Case in point, my BFF heads over to help set up a table at the latest Pride Picnic, to which I go hoping to show solidarity in a time of shameful vitriol, and I arrive circuitously and chitchat with some people I know on my way in, then he's fanning himself on a hot day and not wanting to hang out and mingle much more. I go over to my former co-worker's great taco truck and plan stupidly to mingle with a decent-sized burrito and a water bottle, half of which I down and give to the friend thinking I'll walk and eat the thing while I chat with people. I go booth to booth in the single block and find I have nothing to say, just awkwardly eating as I look at stuff for sale, then check out the gelato menu, finally circling back to a booth I was at before talking up my friend's truck, then I see the single lady I met at the event 2 weeks prior, a quiet but decent-seeming woman who overcame alcoholism and changed scenery before working here to help others recover, and we talk a little. I think it was hopeless already so I don't know why I mentioned the event later that afternoon that I didn't know was at 3:30 and not 5; I find out as I'm shopping with the friend and later getting a shake that I have spilled burrito contents on my light-ish brown shirt, so that's that for that. She's probably seen worse, but only on hopelessly drunk men barely getting back on their feet, but the whole exercise seemed to confirm that I had made a fool of myself as a truly failed heterosexual man at this event.
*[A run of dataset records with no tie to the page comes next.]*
//! User, tenant, and profile types.

use serde::{Deserialize, Serialize};

use rahat_core::{Money, TenantId, TenantKind, UserId};

use super::{OrderProduct, Wallet, flexible_bool};

/// The authenticated customer as returned by `GET /user`.
#[derive(Debug, Clone, PartialEq, Serialize, Deserialize)]
pub struct User {
    pub id: UserId,
    pub name: String,
    #[serde(default)]
    pub email: String,
    #[serde(default, rename = "phoneNumber", alias = "phone_number")]
    pub phone_number: Option<String>,
    #[serde(
        default,
        rename = "emailVerified",
        alias = "email_verified",
        deserialize_with = "flexible_bool"
    )]
    pub email_verified: bool,
    #[serde(
        default,
        rename = "isAdmin",
        alias = "is_admin",
        deserialize_with = "flexible_bool"
    )]
    pub is_admin: bool,
    /// Legacy sub-accounts, superseded by the wallet.
    #[serde(default)]
    pub tenants: Vec<Tenant>,
    #[serde(default)]
    pub orders: Vec<OrderProduct>,
    #[serde(default)]
    pub wallet: Option<Wallet>,
}

impl User {
    /// Placeholder shown while nobody is signed in.
    #[must_use]
    pub fn guest() -> Self {
        Self {
            id: UserId::new("guest"),
            name: "Guest User".to_string(),
            email: String::new(),
            phone_number: None,
            email_verified: false,
            is_admin: false,
            tenants: Vec::new(),
            orders: Vec::new(),
            wallet: None,
        }
    }

    /// Whether this is the [`User::guest`] placeholder.
    #[must_use]
    pub fn is_guest(&self) -> bool {
        self.id.as_str() == "guest"
    }
}

/// A legacy tenant (sub-account) with its own balance.
#[derive(Debug, Clone, PartialEq, Serialize, Deserialize)]
pub struct Tenant {
    pub id: TenantId,
    pub name: String,
    #[serde(rename = "type", default)]
    pub kind: TenantKind,
    /// Deprecated in favor of the wallet balance.
    #[serde(default)]
    pub balance: Money,
}

impl Tenant {
    /// Fallback used when a user has no tenants.
    #[must_use]
    pub fn fallback() -> Self {
        Self {
            id: TenantId::new("default"),
            name: "Default".to_string(),
            kind: TenantKind::Personal,
            balance: Money::ZERO,
        }
    }
}

/// Fields accepted by `PUT /user/profile`. Unset fields are left unchanged.
#[derive(Debug, Clone, Default, PartialEq, Eq, Serialize)]
pub struct ProfileUpdate {
    #[serde(skip_serializing_if = "Option::is_none")]
    pub name: Option<String>,
    #[serde(skip_serializing_if = "Option::is_none")]
    pub email: Option<String>,
    #[serde(rename = "phoneNumber", skip_serializing_if = "Option::is_none")]
    pub phone_number: Option<String>,
}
And that's the thing, my mother talks a good game about her "high functioning" son but is frustrated by the fact that the answers don't come as easy to me as the son she could have had, people don't understand my social orientation, and I fear I'm often only welcomed grudgingly and perhaps feared as implicitly predatory in some way; I just don't think the kind of support the best of the community offered these young people will ever be offered to my differences, and yet I keep trying I guess to prove I'm at least not below average. Maybe I need to learn something from the gay friend and appreciate being unique, but it's difficult when I come home and my mother is just sick of the same old whine, brings me back to those days I cried without anyone to understand me in an empty house save for a tired, withdawn mother and whatever pets were there at the time. How do I come to terms with life?
Primary thing I get from it:
There is a lot of frustration there.
Which has accumulated over time.
With the mess my own health is, there aren't solutions immediately springing to mind to offer as possibilities.
_________________
"There are a thousand things that can happen when you go light a rocket engine, and only one of them is good."